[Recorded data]
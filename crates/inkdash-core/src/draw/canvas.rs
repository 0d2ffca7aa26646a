//! Draw-op recorder with GFX-style cursor bookkeeping.

use alloc::string::String;
use alloc::vec::Vec;
use embedded_graphics::pixelcolor::BinaryColor;
use embedded_graphics::prelude::*;
use embedded_graphics::primitives::{Circle, Line, Rectangle};

use super::{DrawOp, FontId, INK, Icon};
use crate::text::{Mark, shape};

/// Records draw-ops while tracking font, cursor and text colour, so marks for
/// shaped glyphs can be placed relative to the glyph they decorate.
#[derive(Debug, Clone)]
pub struct Canvas {
    ops: Vec<DrawOp>,
    font: FontId,
    cursor: Point,
    color: BinaryColor,
}

impl Default for Canvas {
    fn default() -> Self {
        Self::new()
    }
}

impl Canvas {
    pub fn new() -> Self {
        Self {
            ops: Vec::new(),
            font: FontId::Body,
            cursor: Point::zero(),
            color: INK,
        }
    }

    pub fn ops(&self) -> &[DrawOp] {
        &self.ops
    }

    pub fn into_ops(self) -> Vec<DrawOp> {
        self.ops
    }

    pub fn cursor(&self) -> Point {
        self.cursor
    }

    pub fn clear(&mut self, color: BinaryColor) {
        self.ops.push(DrawOp::Clear(color));
    }

    pub fn set_font(&mut self, font: FontId) {
        if font != self.font {
            self.font = font;
            self.ops.push(DrawOp::SetFont(font));
        }
    }

    pub fn set_cursor(&mut self, x: i32, y: i32) {
        self.cursor = Point::new(x, y);
        self.ops.push(DrawOp::SetCursor(self.cursor));
    }

    pub fn set_text_color(&mut self, color: BinaryColor) {
        if color != self.color {
            self.color = color;
            self.ops.push(DrawOp::SetTextColor(color));
        }
    }

    /// Shape and print `text` at the cursor, advancing it.
    pub fn print(&mut self, text: &str) {
        let mut run = String::new();
        for token in shape(text) {
            run.push(token.base);
            if let Some(mark) = token.mark {
                self.flush_run(&mut run);
                let cell_x = self.cursor.x - self.font.advance();
                self.draw_mark(mark, cell_x, token.base.is_ascii_uppercase());
            }
        }
        self.flush_run(&mut run);
    }

    /// Move to `(x, y)` and print.
    pub fn text_at(&mut self, x: i32, y: i32, text: &str) {
        self.set_cursor(x, y);
        self.print(text);
    }

    pub fn line(&mut self, start: Point, end: Point, color: BinaryColor) {
        self.ops.push(DrawOp::DrawLine {
            line: Line::new(start, end),
            color,
        });
    }

    pub fn rect(&mut self, rect: Rectangle, color: BinaryColor) {
        self.ops.push(DrawOp::DrawRect { rect, color });
    }

    pub fn fill_rect(&mut self, rect: Rectangle, color: BinaryColor) {
        self.ops.push(DrawOp::FillRect { rect, color });
    }

    pub fn bitmap(&mut self, icon: Icon, origin: Point) {
        self.ops.push(DrawOp::DrawBitmap { icon, origin });
    }

    pub fn flip(&mut self) {
        self.ops.push(DrawOp::Flip);
    }

    fn flush_run(&mut self, run: &mut String) {
        if run.is_empty() {
            return;
        }
        self.cursor.x += self.font.text_width(run.chars().count());
        self.ops.push(DrawOp::Print(core::mem::take(run)));
    }

    /// Decorate the glyph cell starting at `cell_x` on the current baseline.
    fn draw_mark(&mut self, mark: Mark, cell_x: i32, uppercase: bool) {
        let width = self.font.mono().character_size.width as i32;
        let ascent = self.font.ascent();
        let baseline = self.cursor.y;
        // Top of the letter body the mark sits on.
        let body_top = if uppercase {
            baseline - ascent + 1
        } else {
            baseline - ascent * 3 / 5
        };
        let mid = cell_x + width / 2;
        let color = self.color;

        match mark {
            Mark::Slash => self.line(
                Point::new(cell_x + 1, baseline),
                Point::new(cell_x + width - 2, body_top),
                color,
            ),
            Mark::Ring => {
                let diameter = (width / 2).max(3) as u32;
                let top_left = Point::new(mid - diameter as i32 / 2, body_top - diameter as i32 - 1);
                self.ops.push(DrawOp::DrawCircle {
                    circle: Circle::new(top_left, diameter),
                    color,
                });
            }
            Mark::Acute => self.line(
                Point::new(mid - 1, body_top - 2),
                Point::new(mid + 2, body_top - 5),
                color,
            ),
            Mark::Grave => self.line(
                Point::new(mid - 2, body_top - 5),
                Point::new(mid + 1, body_top - 2),
                color,
            ),
            Mark::Diaeresis => {
                let dot = Size::new(2, 2);
                let y = body_top - 4;
                self.fill_rect(Rectangle::new(Point::new(cell_x + width / 4, y), dot), color);
                self.fill_rect(
                    Rectangle::new(Point::new(cell_x + width * 3 / 4 - 1, y), dot),
                    color,
                );
            }
        }
    }
}

#[cfg(test)]
mod tests {
    use super::*;
    use crate::draw::PAPER;

    #[test]
    fn test_plain_text_is_one_print() {
        let mut canvas = Canvas::new();
        canvas.set_font(FontId::Title);
        canvas.text_at(20, 50, "Hum: 45%");

        assert_eq!(
            canvas.ops(),
            [
                DrawOp::SetFont(FontId::Title),
                DrawOp::SetCursor(Point::new(20, 50)),
                DrawOp::Print("Hum: 45%".into()),
            ]
        );
        assert_eq!(canvas.cursor(), Point::new(20 + 8 * 10, 50));
    }

    #[test]
    fn test_marked_glyph_splits_run_and_decorates_its_cell() {
        let mut canvas = Canvas::new();
        canvas.set_font(FontId::Title);
        canvas.text_at(100, 60, "Søn");

        let ops = canvas.ops();
        assert_eq!(ops[2], DrawOp::Print("So".into()));
        match &ops[3] {
            DrawOp::DrawLine { line, color } => {
                assert_eq!(*color, INK);
                // inside the second cell
                assert!(line.start.x >= 110 && line.end.x < 120);
                assert_eq!(line.start.y, 60);
            }
            other => panic!("expected slash, got {other:?}"),
        }
        assert_eq!(ops[4], DrawOp::Print("n".into()));
        assert_eq!(canvas.cursor().x, 130);
    }

    #[test]
    fn test_digraph_stays_in_run() {
        let mut canvas = Canvas::new();
        canvas.print("bær");
        assert_eq!(canvas.ops().last(), Some(&DrawOp::Print("baer".into())));
    }

    #[test]
    fn test_ring_sits_above_capital() {
        let mut canvas = Canvas::new();
        canvas.set_font(FontId::Body);
        canvas.text_at(0, 40, "Å");
        let circle = canvas.ops().iter().find_map(|op| match op {
            DrawOp::DrawCircle { circle, .. } => Some(*circle),
            _ => None,
        });
        let circle = circle.unwrap();
        assert!(circle.top_left.y + (circle.diameter as i32) < 40 - 4);
    }

    #[test]
    fn test_redundant_state_changes_are_skipped() {
        let mut canvas = Canvas::new();
        canvas.set_font(FontId::Body);
        canvas.set_text_color(INK);
        assert!(canvas.ops().is_empty());

        canvas.set_text_color(PAPER);
        canvas.set_text_color(PAPER);
        assert_eq!(canvas.ops(), [DrawOp::SetTextColor(PAPER)]);
    }
}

Problem:
Give back, unchanged, the line that holds "let circle = circle.unwrap();" along with all lines after it through the last line above.

Solved exercise:
        let circle = circle.unwrap();
        assert!(circle.top_left.y + (circle.diameter as i32) < 40 - 4);
    }

    #[test]
    fn test_redundant_state_changes_are_skipped() {
        let mut canvas = Canvas::new();
        canvas.set_font(FontId::Body);
        canvas.set_text_color(INK);
        assert!(canvas.ops().is_empty());

        canvas.set_text_color(PAPER);
        canvas.set_text_color(PAPER);
        assert_eq!(canvas.ops(), [DrawOp::SetTextColor(PAPER)]);
    }
}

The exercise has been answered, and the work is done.